There is even now a movement seeking reparations for the descendants of American slaves. Despite how irrational this pursuit may seem, a federal appeals court has ruled that the case can go forward if the plaintiffs can in part "… prove the violation despite its antiquity."
It seems as if when it comes to justice and exposing those responsible for violating the rule of law, there is no time limit by virtue of the people willing to keep the pursuit of justice alive.
And so shall it be here on Marco Island.
This past week the acts and consequences of an aberrant decreed policy came back to haunt the city's former public works director. When an astute investigative reporter questioned the manner by which the former director was being hired by yet another public entity, he did a rudimentarily trivial search on the internet. A plethora of issues that occurred during said public works director's tenure on Marco Island came to light; the dumping, crushing and pulverizing of asbestos-containing material – less than ONE MILE from two schools, as well as the dumping of toxic effluent into the waterways and on front lawns, as well as the documented report of people becoming ill from toxic gases, as well as the building and installing of a Rube Goldberg contraption as a ruse, as well as the faux investigation of septuagenarians fraudulently accused of dumping tons of asbestos pipe fragments, as well as the genuine federal criminal investigation and subsequent findings by the EPA that the Clean Water Act and Clean Air Act were violated, as well as the sworn depositions that did not match reality, as well as the Machiavellian tactics by current and former "staff", as well as the … the interminable list of abuses all quickly materialized.
Therein was the information, "the defence against repetition", the "result of work by individuals who set up a strong base of information and never stopped their fight for justice."

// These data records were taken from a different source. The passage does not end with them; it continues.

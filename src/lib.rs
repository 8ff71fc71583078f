// SPDX-License-Identifier: MIT
// Copyright 2026 Roland Dreier <roland@kernel.org>

//! Club-Activity-Sync: keep a running record of a Strava club's activities
//!
//! Every hour the job refreshes an OAuth token, pulls the club activity
//! feed, merges new entries into the stored collection, and writes the
//! result back to Azure Blob Storage.

pub mod config;
pub mod error;
pub mod models;
pub mod scheduler;
pub mod services;
pub mod time_utils;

Is assigning crimes to the perpetrators long after the events occurred simply the pursuit of vengeance? Is the quest by the Nazi hunters and the decedents of the victims of crimes throughout the history of man some sort of machination for retribution? Unlikely, for the eternal quest for justice is so that those responsible are held accountable for the everlasting ramifications of their deeds.
Besides, such is the purpose of exposing history sans remorse. For after all, did any city councilor or any "staff" member express remorse for those that fell ill from the toxic gas? Or for the untold marine organisms that died from the effluent? Or for exposing the illegal migrants that were hired to clean up the asbestos from what is now Veterans Park – shuffling through the dirt without protection to pick up asbestos shards? Or for the residents that inhaled the pulverized asbestos pipe? Of course not, and that is why the search for justice transcends time.
As it will be here on Marco Island. The city councilors and the current and former "staff" that actively participated in the promoting, hiding and obfuscating the of hazardous contamination will be long gone when the effects may be potentially realized. That is their legacy – a legacy buttressed by myriad documents, videos, pictures and in the memories of those too few witnesses with a conscience. But as we saw this week, their legacy is not far behind, within reach, to haunt them forever.
It would be naïve to suggest that there should be truth and reconciliation hearings for finally admitting, documenting, settling and laying to rest the crimes against people and the environment that were committed by the syndicate through their marionettes on the council and "staff". A cleansing of the soul if you will as experienced by South Africa after decades of Apartheid. Such a peaceful and honorable solution on Marco Island is unlikely given that the egos are too strong, the misdeeds too profound, the fourth branch of government missing from inaction, the mob-rule mentality of vacuous responsibility being the meticulousness of their sect, while crony apologists continue to denigrate and defame those that simply reported the crimes. And besides, most people here just don't care what happened then –though the fact escapes them that what happened then is affecting that which they value now the most – money.
We are therefore legated with the impasse of instability since the culprits will abdicate morality by attempting to let time hide their actions, while there will be those of us that will forever keep the information visible awaiting judgment.
As Desmond Tutu said, "peace without justice is impossibility." Hence there will never be peace on Marco Island until those that abetted, concealed or camouflaged the harm to people and the environment fall victim to the steady, haunting intimidation of justice. And as we saw this past week, when the suffocating pursuit of justice finally prevails, justice is served cold.